//! Provider clients for the external data sources.
//!
//! Each submodule wraps one third-party API behind typed fetch functions and
//! pure normalizers. Clients do exactly one GET and no retries; failure
//! handling and fallback substitution belong to the aggregator.
//!
//! Submodules:
//! - `swpc`: NOAA Space Weather Prediction Center JSON feeds.
//! - `donki`: NASA DONKI event lists (keyed, trailing 7-day window).
//! - `openweather`: per-city air pollution and current weather.

pub mod donki;
pub mod openweather;
pub mod swpc;

use chrono::{DateTime, NaiveDateTime, Utc};

/// Best-effort parse of the timestamp formats the providers emit: RFC 3339,
/// or the SWPC convention of naive UTC with space separator and optional
/// fractional seconds.
pub(crate) fn parse_time_tag(raw: &str) -> Option<DateTime<Utc>> {
    if let Ok(dt) = DateTime::parse_from_rfc3339(raw) {
        return Some(dt.with_timezone(&Utc));
    }
    for fmt in ["%Y-%m-%dT%H:%M:%S%.f", "%Y-%m-%d %H:%M:%S%.f", "%Y-%m-%dT%H:%MZ"] {
        if let Ok(naive) = NaiveDateTime::parse_from_str(raw, fmt) {
            return Some(DateTime::from_naive_utc_and_offset(naive, Utc));
        }
    }
    None
}

#[cfg(test)]
mod tests {
    use super::*;
    use chrono::Timelike;

    #[test]
    fn test_parse_time_tag_accepts_rfc3339() {
        let dt = parse_time_tag("2026-08-30T12:00:00Z").expect("rfc3339 should parse");
        assert_eq!(dt.hour(), 12);
    }

    #[test]
    fn test_parse_time_tag_accepts_swpc_space_format() {
        assert!(parse_time_tag("2026-08-30 12:00:00.000").is_some());
        assert!(parse_time_tag("2026-08-30T12:00:00.000").is_some());
    }

    #[test]
    fn test_parse_time_tag_rejects_garbage() {
        assert!(parse_time_tag("not-a-time").is_none());
        assert!(parse_time_tag("").is_none());
    }
}
//! Fallback generation for every entity the service reports.
//!
//! External providers are public, rate-limited, and expected to fail often;
//! this module is the terminal answer when they do. Known cities and
//! stations get curated baselines (see `tables`); unknown entities get
//! bounded-random synthetic values derived from their geography. Generation
//! cannot fail.
//!
//! # RNG injection
//! Every function takes `rng: &mut impl Rng` rather than sampling a global
//! source. Production seeds from entropy; tests pass a seeded `ChaCha8Rng`
//! and assert exact output.

pub mod tables;

use chrono::{DateTime, Datelike, Duration, Utc};
use rand::Rng;

use crate::cities::City;
use crate::ingest::swpc::format_flux;
use crate::model::{
    Alert, MagneticReading, PollutionReading, SolarWindReading, StationRecord, StationStatus,
    WeatherReading,
};
use crate::stations::Station;

// ---------------------------------------------------------------------------
// Synthesis parameters
// ---------------------------------------------------------------------------

/// Total field intensity near the magnetic equator, µT.
const LOW_LATITUDE_FIELD_UT: f64 = 23.0;

/// Total field intensity near the poles, µT.
const HIGH_LATITUDE_FIELD_UT: f64 = 62.0;

/// Noise half-width applied to synthesized field strength, µT.
const FIELD_NOISE_UT: f64 = 5.0;

/// Per-cycle jitter half-width applied to curated field baselines, µT.
const FIELD_JITTER_UT: f64 = 1.0;

/// Probability a station reports online in a given cycle; the remainder is
/// split evenly between offline and maintenance.
const ONLINE_PROBABILITY: f64 = 0.95;

// ---------------------------------------------------------------------------
// Station records
// ---------------------------------------------------------------------------

/// Produces the per-cycle record for a cataloged station: the curated
/// baseline with a small field jitter, a freshly sampled status, and an
/// update time within the trailing hour.
pub fn station_record(
    station: &Station,
    now: DateTime<Utc>,
    rng: &mut impl Rng,
) -> StationRecord {
    // Catalog baselines are µT-scale values carried under the nT label; they
    // pass through unconverted, jitter included.
    let field = station.field_strength_nt + rng.gen_range(-FIELD_JITTER_UT..=FIELD_JITTER_UT);
    StationRecord {
        station_code: station.code.to_string(),
        station_name: station.name.to_string(),
        country: station.country.to_string(),
        network: station.network.to_string(),
        latitude: station.latitude,
        longitude: station.longitude,
        field_strength_nt: field,
        declination_deg: station.declination_deg,
        inclination_deg: station.inclination_deg,
        horizontal_intensity_nt: horizontal_intensity(field, station.inclination_deg),
        status: sample_status(rng),
        last_update: recent_timestamp(now, rng),
    }
}

/// Synthesizes a record for a station with no curated baseline.
///
/// Field strength interpolates between the equatorial and polar reference
/// intensities by |latitude| / 90 (total intensity genuinely grows toward
/// the magnetic poles) with bounded noise on top. Inclination magnitude
/// scales the same way and its sign must match the hemisphere: down
/// (positive) in the north, up (negative) in the south.
pub fn synthetic_station_record(
    code: &str,
    name: &str,
    country: &str,
    network: &str,
    latitude: f64,
    longitude: f64,
    now: DateTime<Utc>,
    rng: &mut impl Rng,
) -> StationRecord {
    let lat_fraction = (latitude.abs() / 90.0).min(1.0);
    let field = LOW_LATITUDE_FIELD_UT
        + lat_fraction * (HIGH_LATITUDE_FIELD_UT - LOW_LATITUDE_FIELD_UT)
        + rng.gen_range(-FIELD_NOISE_UT..=FIELD_NOISE_UT);

    let inclination_magnitude = ((lat_fraction * 90.0) + rng.gen_range(0.0..=5.0)).min(90.0);
    let inclination = if latitude == 0.0 {
        0.0
    } else {
        inclination_magnitude.copysign(latitude)
    };

    StationRecord {
        station_code: code.to_string(),
        station_name: name.to_string(),
        country: country.to_string(),
        network: network.to_string(),
        latitude,
        longitude,
        field_strength_nt: field,
        declination_deg: rng.gen_range(-25.0..=25.0),
        inclination_deg: inclination,
        horizontal_intensity_nt: horizontal_intensity(field, inclination),
        status: sample_status(rng),
        last_update: recent_timestamp(now, rng),
    }
}

/// Horizontal component of the field: H = F·cos(I). Non-negative because
/// inclination stays within ±90°.
fn horizontal_intensity(field_strength: f64, inclination_deg: f64) -> f64 {
    field_strength * inclination_deg.to_radians().cos()
}

/// Samples a station status independently of all prior cycles: ~95% online,
/// the remainder split between offline and maintenance.
pub fn sample_status(rng: &mut impl Rng) -> StationStatus {
    let roll: f64 = rng.gen_range(0.0..1.0);
    if roll < ONLINE_PROBABILITY {
        StationStatus::Online
    } else if roll < ONLINE_PROBABILITY + (1.0 - ONLINE_PROBABILITY) / 2.0 {
        StationStatus::Offline
    } else {
        StationStatus::Maintenance
    }
}

fn recent_timestamp(now: DateTime<Utc>, rng: &mut impl Rng) -> DateTime<Utc> {
    now - Duration::seconds(rng.gen_range(0..3600))
}

// ---------------------------------------------------------------------------
// City readings
// ---------------------------------------------------------------------------

/// Estimated air quality for a city: the curated baseline when one exists,
/// otherwise bounded-random values in plausible urban ranges (AQI uniform
/// in [50, 150]).
pub fn pollution_reading(city: &City, rng: &mut impl Rng) -> PollutionReading {
    if let Some(b) = tables::find_pollution_baseline(city.name) {
        return PollutionReading {
            city: city.name.to_string(),
            country: city.country.to_string(),
            state: city.state.map(String::from),
            aqi: b.aqi,
            pm25: b.pm25,
            pm10: b.pm10,
            o3: b.o3,
            no2: b.no2,
            so2: b.so2,
            co: b.co,
        };
    }
    PollutionReading {
        city: city.name.to_string(),
        country: city.country.to_string(),
        state: city.state.map(String::from),
        aqi: rng.gen_range(50..=150),
        pm25: rng.gen_range(15.0..45.0),
        pm10: rng.gen_range(25.0..75.0),
        o3: rng.gen_range(80.0..200.0),
        no2: rng.gen_range(20.0..60.0),
        so2: rng.gen_range(5.0..25.0),
        co: rng.gen_range(3000.0..8000.0),
    }
}

/// Estimated weather for a city: the curated baseline with a small pressure
/// wobble, or seasonal estimates for unknown cities. June–September is
/// winter for the mostly-southern-hemisphere monitored set.
pub fn weather_reading(city: &City, now: DateTime<Utc>, rng: &mut impl Rng) -> WeatherReading {
    if let Some(b) = tables::find_weather_baseline(city.name) {
        return WeatherReading {
            city: city.name.to_string(),
            temperature_c: b.temperature_c,
            humidity_pct: b.humidity_pct,
            pressure_hpa: b.pressure_hpa,
            wind_speed_kmh: b.wind_speed_kmh,
            description: b.description.to_string(),
        };
    }
    let is_winter = (6..=9).contains(&now.month());
    WeatherReading {
        city: city.name.to_string(),
        temperature_c: if is_winter { 22.1 } else { 28.7 },
        humidity_pct: 62.0,
        pressure_hpa: 1013.25 + rng.gen_range(-10.0..=10.0),
        wind_speed_kmh: 8.7,
        description: if is_winter { "Céu limpo" } else { "Parcialmente nublado" }.to_string(),
    }
}

// ---------------------------------------------------------------------------
// Space weather readings
// ---------------------------------------------------------------------------

/// Simulated planetary magnetic conditions.
pub fn magnetic_reading(now: DateTime<Utc>, rng: &mut impl Rng) -> MagneticReading {
    MagneticReading {
        timestamp: now,
        k_index: rng.gen_range(1..=9),
        field_strength_nt: rng.gen_range(20.0..120.0),
        declination_deg: rng.gen_range(-15.0..=15.0),
        inclination_deg: rng.gen_range(-60.0..=60.0),
    }
}

/// Simulated solar wind conditions in quiet-to-active ranges.
pub fn solar_wind_reading(now: DateTime<Utc>, rng: &mut impl Rng) -> SolarWindReading {
    SolarWindReading {
        timestamp: now,
        wind_speed_km_s: rng.gen_range(300.0..600.0),
        proton_density_per_cm3: rng.gen_range(1.0..21.0),
        bt_nt: rng.gen_range(1.0..21.0),
        xray_flux: format_flux(rng.gen_range(1.0..10.0) * 1e-6),
    }
}

/// Synthesizes 1–3 alerts from the canned templates, each issued within the
/// trailing 24 hours.
pub fn alerts(now: DateTime<Utc>, rng: &mut impl Rng) -> Vec<Alert> {
    let count = rng.gen_range(1..=3);
    tables::ALERT_TEMPLATES
        .iter()
        .take(count)
        .map(|t| Alert {
            alert_type: t.alert_type.to_string(),
            severity: t.severity,
            description: t.description.to_string(),
            issued_at: now - Duration::seconds(rng.gen_range(0..86_400)),
        })
        .collect()
}

// ---------------------------------------------------------------------------
// Tests
// ---------------------------------------------------------------------------
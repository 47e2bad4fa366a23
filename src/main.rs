use swxmon_service::{logging, Aggregator, Config};
use tracing::info;

#[tokio::main]
async fn main() {
    dotenv::dotenv().ok();

    let config = Config::from_env();
    logging::init(config.verbose);

    let run_once = std::env::args().any(|arg| arg == "--once");
    let interval = config.refresh_interval();
    info!(
        live = config.enable_live_providers,
        interval_secs = interval.as_secs(),
        run_once,
        "starting space weather monitor"
    );

    let mut aggregator = Aggregator::new(config);
    loop {
        let snapshot = aggregator.refresh().await;
        if run_once {
            // Print the snapshot for piping into other tools; the periodic
            // service only logs.
            match serde_json::to_string_pretty(&snapshot) {
                Ok(json) => println!("{json}"),
                Err(err) => tracing::error!(%err, "snapshot serialization failed"),
            }
            break;
        }
        tokio::time::sleep(interval).await;
    }
}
--------------------------------------------------
§ **Work to complete**:
In the data above, find each line that has the word "return" and copy it out.

§ **Output below**:
        return Some(dt.with_timezone(&Utc));
            return Some(DateTime::from_naive_utc_and_offset(naive, Utc));
        return PollutionReading {
        return WeatherReading {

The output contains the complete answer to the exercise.